Point de vue : De la pauvreté et de l’orgueil


J’ai vu la pauvreté briser l’orgueil.
J’ai vu le mal, les traces profondes de blessures et de boucles de ceintures dessinées sur le corps de victimes. J’ai vu des larmes, des sillons creusés sur les joues de celles qui subissent tous les jours des humiliations. Elles se plaignent à demi-mot, chuchotent leur détresse par peur d’être entendues, d’être montrées du doigt. Elles savent qu’elles ont perdu leur fierté dans ce titanesque ring d’injustices humaines, et se raccrochent à ces derniers fragments de dignité. Elles ont entendu leurs mères, leurs sœurs, leurs tantes et cousines, leurs voisines et toutes leurs proches se faire cogner. Elles ne veulent pas en parler, juste soigner le mal et s’en aller loin.

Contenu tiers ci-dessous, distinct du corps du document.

#![warn(missing_debug_implementations, missing_docs, rust_2018_idioms)]

//! A parser and renderer for Zcash payment request URIs as defined in [ZIP 321].
//!
//! [ZIP 321]: https://zips.z.cash/zip-0321
//!
//! A payment URI names one or more recipients along with optional amounts,
//! memos and descriptive text:
//!
//! ```text
//! zcash:?address=tmEZhbWHTpdKMw5it8YDspUXSMGQyFwovpU&amount=123.456
//!       &address.1=ztestsapling10yy2ex5dcqkclhc7z7yrnjq2z6feyjad56ptwlfgmy77dmaqqrl9gyhprdx59qgmsnyfska2kez
//!       &amount.1=0.789&memo.1=VGhpcyBpcyBhIHNpbXBsZSBtZW1vLg
//! ```
//!
//! Use [`parse`] to read a URI into a [`ParserResult`], and [`render`] to
//! write a [`PaymentRequest`] back out. Every value in a parsed request is
//! validated: addresses against the expected [`Network`], amounts against the
//! maximum supply and precision, and memos against their length limit.
//!
//! # Examples
//!
//! ```
//! use zcash_payment_uri::{FormattingOptions, Network, ParserResult};
//!
//! let uri = "zcash:tmEZhbWHTpdKMw5it8YDspUXSMGQyFwovpU?amount=123.45&label=apple+banana";
//! let ParserResult::Request(req) = zcash_payment_uri::parse(uri, Network::Testnet)? else {
//!     unreachable!();
//! };
//!
//! let payment = &req.payments()[0];
//! assert_eq!(payment.amount().unwrap().to_string(), "123.45");
//! assert_eq!(payment.label().unwrap().decoded(), "apple+banana");
//!
//! let options = FormattingOptions::UseEmptyParamIndex { omit_address_label: true };
//! assert_eq!(zcash_payment_uri::render(&req, options), uri);
//! # Ok::<_, zcash_payment_uri::Error>(())
//! ```
//!
//! # Logging
//!
//! Parsing emits [`tracing`] events: `trace` for every parameter read and
//! `debug` when a URI is rejected. No subscriber is installed by this crate.
//!
//! # Feature flags
//!
//! - `serde`: Enables string-based `Serialize` and `Deserialize`
//!   implementations for [`Amount`], [`MemoBytes`], [`QcharString`],
//!   [`ParamNameString`] and [`Network`].

mod address;
mod amount;
mod error;
mod imp;
mod memo;
mod param;
mod parse;
mod payment;
mod qchar;
mod render;

/// Utilities for percent-encoding.
pub mod pct_enc;

pub use address::{
    AddressKind, AddressValidator, CharsetValidator, Network, ParseNetworkError, Prefixes,
    RecipientAddress,
};
pub use amount::{Amount, AmountError};
pub use error::Error;
pub use memo::{MemoBytes, MemoError};
pub use param::{OtherParam, Param};
pub use payment::{ParserResult, Payment, PaymentRequest, MAX_PAYMENTS};
pub use qchar::{ParamNameString, QcharError, QcharString};
pub use render::FormattingOptions;

/// A `Result` type alias with [`Error`] as the default error type.
pub type Result<T, E = Error> = core::result::Result<T, E>;

/// Parses a payment URI for the given network.
///
/// Addresses are checked against the network prefixes and the default
/// [`CharsetValidator`].
///
/// A URI with an address but no query, such as `zcash:<address>`, gives
/// [`ParserResult::Legacy`]. Anything else gives [`ParserResult::Request`].
///
/// # Errors
///
/// Returns `Err` on the first problem found. Parameters are validated in the
/// order they appear, before payments are assembled.
///
/// # Examples
///
/// ```
/// use zcash_payment_uri::{parse, Error, Network};
///
/// let res = parse("zcash:tmEZhbWHTpdKMw5it8YDspUXSMGQyFwovpU?amount=1&memo=VGhpcw", Network::Testnet);
/// assert_eq!(res, Err(Error::TransparentMemoNotAllowed(None)));
/// ```
pub fn parse(s: &str, network: Network) -> Result<ParserResult> {
    parse::parse(s, network, &CharsetValidator)
}

/// Parses a payment URI for the given network, checking every address with
/// the given validator instead of the [`CharsetValidator`].
///
/// # Errors
///
/// Returns `Err` on the first problem found, as [`parse`] does.
pub fn parse_with<V: AddressValidator + ?Sized>(
    s: &str,
    network: Network,
    validator: &V,
) -> Result<ParserResult> {
    parse::parse(s, network, validator)
}

/// Renders a payment request as a URI.
#[must_use]
pub fn render(request: &PaymentRequest, options: FormattingOptions) -> String {
    request.to_uri(options)
}

/// Renders a single payment as a URI.
#[must_use]
pub fn render_payment(payment: &Payment, options: FormattingOptions) -> String {
    render::Render::new(core::slice::from_ref(payment), options).to_string()
}

/// Renders a bare address as a URI.
///
/// With `UseEmptyParamIndex { omit_address_label: true }` this gives
/// `zcash:<address>`, and `zcash:?address=<address>` otherwise.
#[must_use]
pub fn render_address(address: &RecipientAddress, options: FormattingOptions) -> String {
    render::render_address(address, options)
}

Doit-on les juger pour autant ?
Doit-on les blâmer, les sacrifier sur l’autel de nos pensées grandiloquentes de justice humaine ?
Chaussées de misère, elles sont devenues serpillières, des torchons qui essuient tous les mauvais coups de leurs tortionnaires. Vêtues d’idées séculaires sur la prééminence des hommes, d’analphabétisme, et d’ignorance de leurs droits, elles acceptent avec fatalité tous les tourments. Qu’elles soient chez leurs époux ou chez leurs parents, les coups pleuvront sur elles…
L’acharnement dont elles sont victimes ne s’arrête pas là, il continue par la société bien pensante, à chaque fois que sort un article quelconque qui les décrit, ou un sondage… Bien sûr elles répondront en majorité trouver cela normal, mais ce sont des paroles en l’air, des mots qu'elles profèrent pour cacher, pour justifier, le mal dont elles sont victimes. Légitimer sa détresse est le premier réflexe humain.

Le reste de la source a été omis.